With a comprehensive tax and estate plan, individuals can ensure that their financial goals are met, and their family is taken care of after they are gone.
How is a family trust established?
Family trust in financial terms refers to a type of trust created by a family member, typically a parent, for the benefit of their family members. This type of trust helps to protect family assets from taxes, creditors and other liabilities.
It also allows for the transfer of assets within the family to be managed in an organized and responsible way. Family trusts can be used to minimize inheritance tax, pass on wealth to future generations, and provide a financial safety net for the family. Furthermore, family trusts can also be used to provide stability and financial security during times of hardship.
Who should set up a family trust?
A family trust can be set up by anyone who wants to protect their assets and ensure that they are distributed according to their wishes after they pass away.

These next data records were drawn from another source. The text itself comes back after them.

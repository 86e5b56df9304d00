//! File-based session store — one JSON document per conversation.
//!
//! Storage location: `~/.ironquill/sessions/current.json`
//!
//! The envelope records a session id and a saved-at timestamp alongside
//! the history itself. Writes go through a temp file and an atomic
//! rename, so a crash mid-save leaves the previous session intact.

use async_trait::async_trait;
use chrono::{DateTime, Utc};
use ironquill_core::{History, HistoryStore, StoreError};
use serde::{Deserialize, Serialize};
use std::path::PathBuf;
use tracing::debug;
use uuid::Uuid;

/// The on-disk shape of a saved session.
#[derive(Debug, Serialize, Deserialize)]
struct SessionEnvelope {
    id: String,
    saved_at: DateTime<Utc>,
    history: History,
}

/// A file-backed session store.
pub struct FileStore {
    path: PathBuf,
    session_id: String,
}

impl FileStore {
    /// Create a store writing to the given path.
    pub fn new(path: PathBuf) -> Self {
        Self {
            path,
            session_id: Uuid::new_v4().to_string(),
        }
    }

    /// Default path: `~/.ironquill/sessions/current.json`
    pub fn default_path() -> PathBuf {
        let home = std::env::var("HOME")
            .or_else(|_| std::env::var("USERPROFILE"))
            .unwrap_or_else(|_| ".".to_string());
        PathBuf::from(home)
            .join(".ironquill")
            .join("sessions")
            .join("current.json")
    }
}

#[async_trait]
impl HistoryStore for FileStore {
    fn name(&self) -> &str {
        "file"
    }

    async fn save(&self, history: &History) -> Result<(), StoreError> {
        let envelope = SessionEnvelope {
            id: self.session_id.clone(),
            saved_at: Utc::now(),
            history: history.clone(),
        };

        if let Some(parent) = self.path.parent() {
            std::fs::create_dir_all(parent).map_err(|e| {
                StoreError::Storage(format!("failed to create session directory: {e}"))
            })?;
        }

        let content = serde_json::to_string_pretty(&envelope)
            .map_err(|e| StoreError::Storage(format!("failed to serialize session: {e}")))?;

        // Temp file + rename so a crash mid-write can't truncate the
        // previous save.
        let tmp = self.path.with_extension("json.tmp");
        std::fs::write(&tmp, &content)
            .map_err(|e| StoreError::Storage(format!("failed to write session file: {e}")))?;
        std::fs::rename(&tmp, &self.path)
            .map_err(|e| StoreError::Storage(format!("failed to replace session file: {e}")))?;

        debug!(path = %self.path.display(), messages = history.len(), "session saved");
        Ok(())
    }

    async fn load(&self) -> Result<Option<History>, StoreError> {
        let content = match std::fs::read_to_string(&self.path) {
            Ok(content) => content,
            // File doesn't exist yet — nothing was saved.
            Err(e) if e.kind() == std::io::ErrorKind::NotFound => return Ok(None),
            Err(e) => {
                return Err(StoreError::Storage(format!(
                    "failed to read session file: {e}"
                )));
            }
        };

        let envelope: SessionEnvelope = serde_json::from_str(&content)
            .map_err(|e| StoreError::Corrupt(e.to_string()))?;

        debug!(
            path = %self.path.display(),
            saved_at = %envelope.saved_at,
            messages = envelope.history.len(),
            "session loaded"
        );
        Ok(Some(envelope.history))
    }

    async fn clear(&self) -> Result<(), StoreError> {
        match std::fs::remove_file(&self.path) {
            Ok(()) => Ok(()),
            Err(e) if e.kind() == std::io::ErrorKind::NotFound => Ok(()),
            Err(e) => Err(StoreError::Storage(format!(
                "failed to remove session file: {e}"
            ))),
        }
    }
}

#[cfg(test)]
mod tests {
    use super::*;
    use ironquill_core::Message;

    fn store_in(dir: &tempfile::TempDir) -> FileStore {
        FileStore::new(dir.path().join("session.json"))
    }

    #[tokio::test]
    async fn load_before_any_save_is_none() {
        let dir = tempfile::tempdir().unwrap();
        let store = store_in(&dir);
        assert!(store.load().await.unwrap().is_none());
    }

    #[tokio::test]
    async fn save_then_load_roundtrip() {
        let dir = tempfile::tempdir().unwrap();
        let store = store_in(&dir);

        let mut history = History::with_system_prompt("sys");
        history.push(Message::user("hello"));
        history.push(Message::assistant("hi"));
        store.save(&history).await.unwrap();

        let loaded = store.load().await.unwrap().unwrap();
        assert_eq!(loaded, history);
    }

    #[tokio::test]
    async fn save_creates_missing_directories() {
        let dir = tempfile::tempdir().unwrap();
        let store = FileStore::new(dir.path().join("nested").join("deep").join("s.json"));
        store.save(&History::with_system_prompt("x")).await.unwrap();
        assert!(store.load().await.unwrap().is_some());
    }

    #[tokio::test]
    async fn clear_removes_the_session() {
        let dir = tempfile::tempdir().unwrap();
        let store = store_in(&dir);

        store.save(&History::with_system_prompt("x")).await.unwrap();
        store.clear().await.unwrap();
        assert!(store.load().await.unwrap().is_none());

        // Clearing twice is fine.
        store.clear().await.unwrap();
    }

    #[tokio::test]
    async fn corrupt_file_is_reported() {
        let dir = tempfile::tempdir().unwrap();
        let path = dir.path().join("session.json");
        std::fs::write(&path, "{ not json").unwrap();

        let store = FileStore::new(path);
        let err = store.load().await.unwrap_err();
        assert!(matches!(err, StoreError::Corrupt(_)));
    }

    #[tokio::test]
    async fn later_save_wins() {
        let dir = tempfile::tempdir().unwrap();
        let store = store_in(&dir);

        store.save(&History::with_system_prompt("first")).await.unwrap();
        store.save(&History::with_system_prompt("second")).await.unwrap();

        let loaded = store.load().await.unwrap().unwrap();
        assert_eq!(loaded.system_prompt(), Some("second"));
    }
}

Typically, family trusts are set up by parents or grandparents who want to provide for their children and grandchildren after they are gone, but they can also be established by individuals who want to protect their assets from creditors, lawsuits, or other potential threats.
Additionally, family trusts can be used to reduce estate taxes, protect assets from divorce or bankruptcy of beneficiaries, and provide for the care of beneficiaries with special needs. It is important to consult with an attorney or financial advisor to determine if a family trust is appropriate for your individual situation.
Can the founder of the family trust establish a decision-making board to oversee the activities of the family trust?
Yes, the founder of a family trust can create a decision board to oversee and manage the activities of the trust. A decision board is a group of individuals appointed by the trust founder or trustee to make decisions about the management and operation of the trust. The board can be made up of family members, trusted advisors or professionals.
The board can have various powers and responsibilities, depending on the terms of the trust agreement. It's important to consult with a legal professional to ensure that the decision board is properly established and operates in accordance with the trust agreement and applicable laws.